In the listing, find every line that has the string "Option" and copy it.

RECORDS SUPPLIED →
--------
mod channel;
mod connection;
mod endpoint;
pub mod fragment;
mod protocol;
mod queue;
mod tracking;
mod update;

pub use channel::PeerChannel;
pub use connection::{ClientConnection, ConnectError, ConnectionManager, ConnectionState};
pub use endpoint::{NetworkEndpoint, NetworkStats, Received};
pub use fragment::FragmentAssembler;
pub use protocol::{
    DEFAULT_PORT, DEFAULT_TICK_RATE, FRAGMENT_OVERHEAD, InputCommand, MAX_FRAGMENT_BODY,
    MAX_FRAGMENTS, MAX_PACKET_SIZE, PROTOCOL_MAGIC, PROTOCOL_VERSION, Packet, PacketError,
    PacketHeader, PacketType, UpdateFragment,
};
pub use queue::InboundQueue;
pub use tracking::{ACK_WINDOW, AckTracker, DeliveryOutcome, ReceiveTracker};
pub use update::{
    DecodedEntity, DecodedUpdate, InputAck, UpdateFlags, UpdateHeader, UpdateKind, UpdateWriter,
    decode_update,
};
--------
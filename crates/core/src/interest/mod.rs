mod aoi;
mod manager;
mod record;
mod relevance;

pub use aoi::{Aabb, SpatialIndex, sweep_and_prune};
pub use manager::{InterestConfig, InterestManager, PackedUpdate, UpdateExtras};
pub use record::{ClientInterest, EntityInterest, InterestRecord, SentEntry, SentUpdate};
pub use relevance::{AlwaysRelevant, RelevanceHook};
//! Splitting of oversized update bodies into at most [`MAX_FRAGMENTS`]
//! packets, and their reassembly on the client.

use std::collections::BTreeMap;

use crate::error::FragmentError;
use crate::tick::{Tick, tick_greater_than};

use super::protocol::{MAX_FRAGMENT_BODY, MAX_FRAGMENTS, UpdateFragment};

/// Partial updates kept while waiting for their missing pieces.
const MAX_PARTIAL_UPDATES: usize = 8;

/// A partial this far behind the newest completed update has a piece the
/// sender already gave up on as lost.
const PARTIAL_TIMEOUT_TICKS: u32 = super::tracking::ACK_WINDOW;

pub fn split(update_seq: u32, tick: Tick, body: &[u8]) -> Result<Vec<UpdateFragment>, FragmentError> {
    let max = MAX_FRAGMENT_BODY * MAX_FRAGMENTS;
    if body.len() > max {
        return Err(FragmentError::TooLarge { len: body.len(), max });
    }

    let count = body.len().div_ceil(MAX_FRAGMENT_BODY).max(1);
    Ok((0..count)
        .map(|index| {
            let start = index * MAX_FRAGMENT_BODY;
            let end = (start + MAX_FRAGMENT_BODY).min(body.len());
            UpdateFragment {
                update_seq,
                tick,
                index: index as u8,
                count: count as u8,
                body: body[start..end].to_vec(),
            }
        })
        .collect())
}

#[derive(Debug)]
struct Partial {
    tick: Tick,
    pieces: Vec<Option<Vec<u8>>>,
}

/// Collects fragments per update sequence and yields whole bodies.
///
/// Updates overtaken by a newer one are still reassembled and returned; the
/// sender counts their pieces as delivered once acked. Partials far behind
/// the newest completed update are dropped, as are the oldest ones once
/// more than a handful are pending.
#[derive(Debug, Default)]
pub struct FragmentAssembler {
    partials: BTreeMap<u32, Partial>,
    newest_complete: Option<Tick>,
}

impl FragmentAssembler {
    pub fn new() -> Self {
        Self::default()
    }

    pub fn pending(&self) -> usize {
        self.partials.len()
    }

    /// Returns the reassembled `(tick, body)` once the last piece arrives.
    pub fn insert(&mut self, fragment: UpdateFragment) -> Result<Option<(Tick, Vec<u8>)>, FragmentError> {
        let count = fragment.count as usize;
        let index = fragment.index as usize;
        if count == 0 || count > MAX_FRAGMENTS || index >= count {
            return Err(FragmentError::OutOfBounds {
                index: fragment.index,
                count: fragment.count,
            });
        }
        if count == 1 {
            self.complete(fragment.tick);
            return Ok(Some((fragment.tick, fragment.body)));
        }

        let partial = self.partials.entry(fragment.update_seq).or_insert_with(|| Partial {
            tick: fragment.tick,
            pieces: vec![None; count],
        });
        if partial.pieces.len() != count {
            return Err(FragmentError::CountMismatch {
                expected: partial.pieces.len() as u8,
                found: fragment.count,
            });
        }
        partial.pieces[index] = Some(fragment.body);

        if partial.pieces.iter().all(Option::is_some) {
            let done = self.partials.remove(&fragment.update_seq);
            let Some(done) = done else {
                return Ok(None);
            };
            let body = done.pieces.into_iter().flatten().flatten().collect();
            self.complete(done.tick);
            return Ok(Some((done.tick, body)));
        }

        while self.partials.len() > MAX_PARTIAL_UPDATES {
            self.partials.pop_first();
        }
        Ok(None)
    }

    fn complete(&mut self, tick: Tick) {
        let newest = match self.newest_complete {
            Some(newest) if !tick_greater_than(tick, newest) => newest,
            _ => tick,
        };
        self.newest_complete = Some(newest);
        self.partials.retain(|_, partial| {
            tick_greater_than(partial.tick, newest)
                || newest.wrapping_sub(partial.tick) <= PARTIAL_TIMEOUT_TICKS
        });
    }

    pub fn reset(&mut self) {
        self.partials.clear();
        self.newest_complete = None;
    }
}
--------
TASK RESPONSE →
    pieces: Vec<Option<Vec<u8>>>,
    newest_complete: Option<Tick>,
    pub fn insert(&mut self, fragment: UpdateFragment) -> Result<Option<(Tick, Vec<u8>)>, FragmentError> {
        if partial.pieces.iter().all(Option::is_some) {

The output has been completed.